In May, Trump visited US ally Saudi Arabia, whose ruling regime regularly abuses the human rights of dissidents, foreign workers, and LGBTQ people, among others. The country’s military has been bombing Yemen indiscriminately since 2015 with US weaponry and tactical support. Moreover, the regime regularly looks the other way as wealthy oligarchs in their jurisdiction send cash and weapons to terrorist groups such as ISIS and al-Qaeda in Iraq, Syria, and elsewhere. During his visit, Trump approved an arms deal with the regime worth $350 billion. He also gave a speech ostensibly directed toward the “Muslim world,” despite the fact that this one nation can hardly represent a religion with 1.3 billion adherents worldwide. CBS’s longtime anchor Bob Schieffer called it a “dignified speech,” asserting that Trump “actually sounded presidential.”
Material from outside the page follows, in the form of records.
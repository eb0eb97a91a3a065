use crate::config::ConfigError;
use crate::handshake::HandshakeError;
use crate::sink::SinkError;
use simsense_3d::camera::CameraError;
use simsense_3d::cloud::CloudError;
use simsense_3d::projection::ProjectionError;
use simsense_image::ImageError;

/// An error type for the sensor pipeline.
#[derive(thiserror::Error, Debug)]
pub enum SensorError {
    /// Error when the pipeline configuration is invalid.
    #[error(transparent)]
    Config(#[from] ConfigError),

    /// Error when the camera parameters are rejected.
    #[error("Invalid camera parameters. {0}")]
    Camera(#[from] CameraError),

    /// Error when the camera parameter handshake fails.
    #[error("Camera parameter handshake failed. {0}")]
    Handshake(#[from] HandshakeError),

    /// Error when an inbound buffer fails to decode.
    #[error("Failed to decode frame buffer. {0}")]
    Decode(#[from] bincode::error::DecodeError),

    /// Error when a decoded image is inconsistent.
    #[error("Failed to build image. {0}")]
    Image(#[from] ImageError),

    /// Error when the depth frame does not match the camera resolution.
    #[error("Failed to project depth. {0}")]
    Projection(#[from] ProjectionError),

    /// Error when the assembled cloud is inconsistent.
    #[error("Failed to assemble cloud. {0}")]
    Cloud(#[from] CloudError),

    /// Error when the color and depth frames of one message disagree in size.
    #[error("Color frame size ({0}x{1}) does not match depth frame size ({2}x{3})")]
    FrameMismatch(usize, usize, usize, usize),

    /// Error when publishing the cloud fails.
    #[error("Failed to publish cloud. {0}")]
    Sink(#[from] SinkError),
}
#![doc = env!("CARGO_PKG_DESCRIPTION")]

#[doc(inline)]
pub use simsense_image as image;

#[doc(inline)]
pub use simsense_3d as s3d;

#[doc(inline)]
pub use simsense_sensor as sensor;
use crate::model::{SensorModelKind, IMPLEMENTED_MODELS};

/// Error types for the configuration module.
#[derive(thiserror::Error, Debug, PartialEq)]
pub enum ConfigError {
    /// Error when the configured sensor model is not in the implemented set.
    #[error("Unknown sensor model '{0}'. Implemented models are: {models}", models = IMPLEMENTED_MODELS.join(", "))]
    UnknownModel(String),
}

/// Configuration for the sensor pipeline.
///
/// # Example
///
/// ```
/// use simsense_sensor::{SensorConfig, SensorModelKind};
///
/// let config = SensorConfig::default();
/// assert_eq!(config.model, SensorModelKind::GroundTruth);
/// assert_eq!(config.frame_id, "camera");
/// ```
#[derive(Debug, Clone, PartialEq, Eq, serde::Serialize, serde::Deserialize)]
#[serde(default)]
pub struct SensorConfig {
    /// The sensor model to run on each decoded frame pair.
    pub model: SensorModelKind,
    /// Coordinate frame stamped on outbound clouds.
    pub frame_id: String,
}

impl Default for SensorConfig {
    fn default() -> Self {
        Self {
            model: SensorModelKind::default(),
            frame_id: "camera".to_string(),
        }
    }
}

impl SensorConfig {
    /// Build a configuration from a sensor model name.
    ///
    /// # Errors
    ///
    /// Fails with [`ConfigError::UnknownModel`] if the name is not in the
    /// implemented set; the pipeline treats this as fatal at startup.
    pub fn from_model_name(name: &str) -> Result<Self, ConfigError> {
        Ok(Self {
            model: name.parse()?,
            ..Self::default()
        })
    }
}

#[cfg(test)]
mod tests {
    use super::*;

    #[test]
    fn from_model_name() {
        let config = SensorConfig::from_model_name("ground_truth").unwrap();
        assert_eq!(config.model, SensorModelKind::GroundTruth);

        let result = SensorConfig::from_model_name("lidar");
        assert_eq!(result, Err(ConfigError::UnknownModel("lidar".to_string())));
    }
}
Why do our media figures praise Trump as “presidential” at the very moments when he is reveling in instability and civilian death? That’s simple — it’s ideology. In the US, it is common sense that maintaining and even accelerating military conflict is the primary role of the president.

In countless other ways, too, our media coverage bespeaks a pro-war ideology. As Adam Johnson of notes, US reporting regularly omits context for foreign policy decisions, noting the “security” benefits of arms agreements with Saudi Arabia but failing to mention the country’s ongoing destabilization of Yemen or its support for terror groups. In a separate piece, Johnson points out that US reporting often removes agency from the US government or military, referring to it as “stumbling into” or “getting sucked into” war, e.g. with Syria. More accurate would be to say the US has actively fomented war in Syria through years of overt and covert intervention. When protests against President Assad began in 2011, the US eagerly gave arms to opposition groups, giving Assad a readymade justification for increasing the brutality of his repression, ushering in a bona fide civil war. And the presence of ISIS in Syria, another justification for US intervention, is a direct, traceable result of the catastrophic and failed occupation of Iraq — not to mention outside funding for the group from the US and its allies.

In reporting on US drone strikes in Pakistan and Yemen, ideology colors the narratives presented to readers, viewers, and listeners. The vast majority of sources quoted in such stories are either US, Pakistani, or Yemeni officials; at other times, reporters leave significant assertions unsourced. Consider this standard headline: “US Drone Strike in Pakistan Kills Five Suspected Militants” (Reuters, 11/26/2014). There, the adjective “suspected” conceals that this is actually an assertion: somebody (we aren’t told who) suspects that the five people killed were militants. As readers, we’re asked not to question this assertion, or even who asserted it or their motivations. But we ought to. For instance, how do we know that those five dead weren’t children — like the nine innocent kids killed by the SEALS in Yemen, utterly ignored while Trump exploited Carryn Owens’ grief for media praise?

If we want a less militaristic society, we must reflect on how we write, read, and think about war. We should question our leaders’ decisions, claims, and motivations. In addition, we should support, demand, and create independent media that doesn’t equate violence with nobility and power with credibility.

Calvin Pollak is a PhD student in Rhetoric at Carnegie Mellon University. He teaches first-year writing and professional writing.